Proces ów świadczy o tym, iż szala na wadze wymarzonej "symfonii"
przechyla się wyraźnie na korzyść władzy cesarskiej.
Trzeba też wyraźnie podkreślić, że stanu tego nie sposób
tłumaczyć wyłącznie presją państwa, jego przewagą fizyczną, jak to miało
miejsce w początkach "unii" konstantyńskiej. Był to bowiem rezultat
wewnętrznej, organicznej słabości samych przedstawicieli Kościoła, ich
ambiwalentnej pozycji, która czyniła ich nie tylko ofiarami, ale również
winnymi ich własnego losu. Szczytny, święty nawet ideał "symfonii"
stworzony przez Bizancjum, marzenie o świętej teokracji, pragnienie
przeniknięcia Chrystusowym światłem grzesznej tkanki historii - wszystko
to mogłoby usprawiedliwiać związek Kościoła z państwem; tym niemniej,
urzeczywistnienie owego ideału wymaga precyzyjnego, ale jednocześnie
bardzo wyraźnego odróżnienia Kościoła od świata. Kościół może bowiem do
końca wypełnić swą misję przeobrażania świata tylko wówczas, jeśli sam
siebie konsekwentnie postrzega jako "królestwo nie z tego świata".

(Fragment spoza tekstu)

//! Maps plugin names to their parameter schema and constructor.
use std::{fmt, sync::Arc};

use dashmap::DashMap;
use flow_plugin::{
    AppConfig, Detector, Input, Output, ParamSpec, Params, PluginConfig, PluginError, Process, StageInfo,
};

use crate::plugins;

pub type SchemaFn = fn(&AppConfig) -> Vec<ParamSpec>;
pub type InputFactory = Arc<dyn Fn(&PluginConfig, &Params) -> Result<Box<dyn Input>, PluginError> + Send + Sync>;
pub type ProcessFactory = Arc<dyn Fn(&PluginConfig, &Params) -> Result<Box<dyn Process>, PluginError> + Send + Sync>;
pub type OutputFactory = Arc<dyn Fn(&PluginConfig, &Params) -> Result<Box<dyn Output>, PluginError> + Send + Sync>;

#[derive(Debug, Clone, Copy, PartialEq, Eq, Hash)]
pub enum PluginKind {
    Input,
    Process,
    Output,
}

impl fmt::Display for PluginKind {
    fn fmt(&self, f: &mut fmt::Formatter<'_>) -> fmt::Result {
        f.write_str(match self {
            PluginKind::Input => "input",
            PluginKind::Process => "process",
            PluginKind::Output => "output",
        })
    }
}

struct Entry<F> {
    schema: SchemaFn,
    build: F,
}

impl<F: Clone> Clone for Entry<F> {
    fn clone(&self) -> Self {
        Self { schema: self.schema, build: self.build.clone() }
    }
}

#[derive(Debug, thiserror::Error)]
pub enum RegistryError {
    #[error("unknown {kind} plugin `{name}`")]
    Unknown { kind: PluginKind, name: String },

    #[error("{kind} `{alias}`: {source}")]
    Plugin {
        kind: PluginKind,
        alias: String,
        #[source]
        source: PluginError,
    },
}

#[derive(Default)]
pub struct Registry {
    inputs: DashMap<String, Entry<InputFactory>>,
    processes: DashMap<String, Entry<ProcessFactory>>,
    outputs: DashMap<String, Entry<OutputFactory>>,
}

impl fmt::Debug for Registry {
    fn fmt(&self, f: &mut fmt::Formatter<'_>) -> fmt::Result {
        f.debug_struct("Registry")
            .field("plugins", &self.list())
            .finish()
    }
}

impl Registry {
    pub fn new() -> Self {
        Self::default()
    }

    /// A registry holding every built-in plugin.
    pub fn builtin() -> Self {
        let registry = Self::new();
        plugins::register_builtin(&registry);
        registry
    }

    pub fn register_input(&self, name: &str, schema: SchemaFn, build: InputFactory) {
        self.inputs.insert(name.to_string(), Entry { schema, build });
    }

    pub fn register_process(&self, name: &str, schema: SchemaFn, build: ProcessFactory) {
        self.processes.insert(name.to_string(), Entry { schema, build });
    }

    pub fn register_output(&self, name: &str, schema: SchemaFn, build: OutputFactory) {
        self.outputs.insert(name.to_string(), Entry { schema, build });
    }

    /// Sorted `(kind, name)` pairs.
    pub fn list(&self) -> Vec<(PluginKind, String)> {
        let mut all: Vec<(PluginKind, String)> = self
            .inputs
            .iter()
            .map(|e| (PluginKind::Input, e.key().clone()))
            .chain(self.processes.iter().map(|e| (PluginKind::Process, e.key().clone())))
            .chain(self.outputs.iter().map(|e| (PluginKind::Output, e.key().clone())))
            .collect();
        all.sort_by(|a, b| (a.0 as u8, &a.1).cmp(&(b.0 as u8, &b.1)));
        all
    }

    /// Full parameter schema of a plugin, common parameters included.
    pub fn schema(&self, kind: PluginKind, name: &str, app: &AppConfig) -> Result<Vec<ParamSpec>, RegistryError> {
        let unknown = || RegistryError::Unknown { kind, name: name.to_string() };
        let mut schema = match kind {
            PluginKind::Input => (self.inputs.get(name).ok_or_else(unknown)?.schema)(app),
            PluginKind::Process => (self.processes.get(name).ok_or_else(unknown)?.schema)(app),
            PluginKind::Output => (self.outputs.get(name).ok_or_else(unknown)?.schema)(app),
        };
        match kind {
            PluginKind::Input => schema.extend(Detector::schema(app)),
            PluginKind::Process => schema.extend(StageInfo::schema(app)),
            PluginKind::Output => {}
        }
        Ok(schema)
    }

    fn params(&self, kind: PluginKind, cfg: &PluginConfig) -> Result<Params, RegistryError> {
        let schema = self.schema(kind, &cfg.plugin, &cfg.app)?;
        cfg.resolve(&schema).map_err(|source| RegistryError::Plugin {
            kind,
            alias: cfg.alias.clone(),
            source,
        })
    }

    pub fn build_input(&self, cfg: &PluginConfig) -> Result<Box<dyn Input>, RegistryError> {
        let params = self.params(PluginKind::Input, cfg)?;
        // clone the entry out so the map is not locked while the plugin builds
        let entry = self
            .inputs
            .get(&cfg.plugin)
            .map(|e| e.clone())
            .ok_or_else(|| RegistryError::Unknown { kind: PluginKind::Input, name: cfg.plugin.clone() })?;
        (entry.build)(cfg, &params).map_err(|source| RegistryError::Plugin {
            kind: PluginKind::Input,
            alias: cfg.alias.clone(),
            source,
        })
    }

    pub fn build_process(&self, cfg: &PluginConfig) -> Result<Box<dyn Process>, RegistryError> {
        let params = self.params(PluginKind::Process, cfg)?;
        let entry = self
            .processes
            .get(&cfg.plugin)
            .map(|e| e.clone())
            .ok_or_else(|| RegistryError::Unknown { kind: PluginKind::Process, name: cfg.plugin.clone() })?;
        (entry.build)(cfg, &params).map_err(|source| RegistryError::Plugin {
            kind: PluginKind::Process,
            alias: cfg.alias.clone(),
            source,
        })
    }

    pub fn build_output(&self, cfg: &PluginConfig) -> Result<Box<dyn Output>, RegistryError> {
        let params = self.params(PluginKind::Output, cfg)?;
        let entry = self
            .outputs
            .get(&cfg.plugin)
            .map(|e| e.clone())
            .ok_or_else(|| RegistryError::Unknown { kind: PluginKind::Output, name: cfg.plugin.clone() })?;
        (entry.build)(cfg, &params).map_err(|source| RegistryError::Plugin {
            kind: PluginKind::Output,
            alias: cfg.alias.clone(),
            source,
        })
    }
}

#[cfg(test)]
mod tests {
    use super::*;

    #[test]
    fn builtins_are_listed() {
        let registry = Registry::builtin();
        let list = registry.list();
        for (kind, name) in [
            (PluginKind::Input, "io"),
            (PluginKind::Input, "http"),
            (PluginKind::Process, "copy"),
            (PluginKind::Process, "regexp"),
            (PluginKind::Process, "join"),
            (PluginKind::Process, "template"),
            (PluginKind::Output, "io"),
            (PluginKind::Output, "debug"),
        ] {
            assert!(list.contains(&(kind, name.to_string())), "{kind} {name} missing");
        }
    }

    #[test]
    fn schema_includes_common_params() {
        let registry = Registry::builtin();
        let app = AppConfig::with_base_dir(std::path::Path::new("/tmp"));
        let input = registry.schema(PluginKind::Input, "io", &app).unwrap();
        assert!(input.iter().any(|s| s.name == "match_signature"));
        let process = registry.schema(PluginKind::Process, "copy", &app).unwrap();
        assert!(process.iter().any(|s| s.name == "require"));
        assert!(matches!(
            registry.schema(PluginKind::Output, "nope", &app),
            Err(RegistryError::Unknown { .. })
        ));
    }
}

Tragedia Kościoła bizantyńskiego polegała właśnie na tym, że stał się on
Kościołem wyłącznie bizantyńskim, że utożsamił się z imperium
nie tyle "administracyjnie", ile przede wszystkim psychologicznie - we
własnej samoświadomości. Cesarstwo stało się dla niego absolutną i
najwyższą wartością - niekwestionowalną, samoistną, nienaruszalną.
Hierarchowie bizantyńscy (podobnie jak później rosyjscy) nie byli już po
prostu w stanie wyzwolić się z postrzegania rzeczywistości w
kategoriach świętego imperium i zweryfikować ich wartość w świetle
życiodajnej wolności Ewangelii. Wszystko stało się święte i przez swą
świętość usprawiedliwione. Na grzechy i zło należy przymknąć oczy - to
przecież rezultat "ludzkiej słabości". Pozostaje wszakże jeszcze
opalizujący złotem całun sakralnej symboliki, przeobrażający życie w
świętą celebrację, usypiający sumienie. Maksymalizm teorii w sposób
tragiczny prowadzi do minimalizacji moralności. Na łożu śmierci
wszystkie grzechy cesarza spowije czarna szata mnicha, wyrzut sumienia
znajdzie ukojenie w rytualnej formule pokutnej, w liturgicznej
spowiedzi, w pokłonach i padaniu na kolana; wszystko, nawet wyznanie win
i akt skruchy, posiada swój "rytuał"; w utkanej ze złota opończy
spowijającej skostniały w ceremonializmie chrześcijański świat nie ma
już miejsca dla najprostszych, nieprzekupnych, trzeźwych sądów
najprostszej w świecie Księgi... "Gdzie jest twój skarb, tam będzie i
serce twoje" (Mt 6, 21). Prawdziwa tragedia bizantyńskiego Kościoła nie
była owocem samowoli cesarzy, grzechów i upadków - polegała przede
wszystkim na tym, że najdroższym "skarbem", który bez reszty wypełnił
jego serce i podporządkował sobie wszystko inne - stało się samo
imperium. To nie przemoc zwyciężyła Kościół, lecz pokusa "ciała i krwi",
która ziemskim marzeniem, ziemską miłością zauroczyła jego świadomość.
ALEKSANDER SCHMEMANN (1921-1983),
prawosławny teolog, wykładowca i kaznodzieja. Studia ukończył w paryskim
Instytucie Teologicznym, tam też podjął pracę w katedrze historii
Kościoła. W 1946 roku przyjął święcenia kapłańskie. W roku 1951
przeniósł się wraz z rodziną do USA. Był profesorem teologii
liturgicznej i dziekanem w Seminarium Św. Włodzimierza w Nowym Jorku.
Opublikował m.in. Historyczna droga prawosławia (1954), Wprowadzenie do teologii liturgicznej (1961), Eucharystia (1964), Wielki Post (1981), Za życie świata (1983) (dwie ostatnie książki ukazały się również w przekładzie polskim).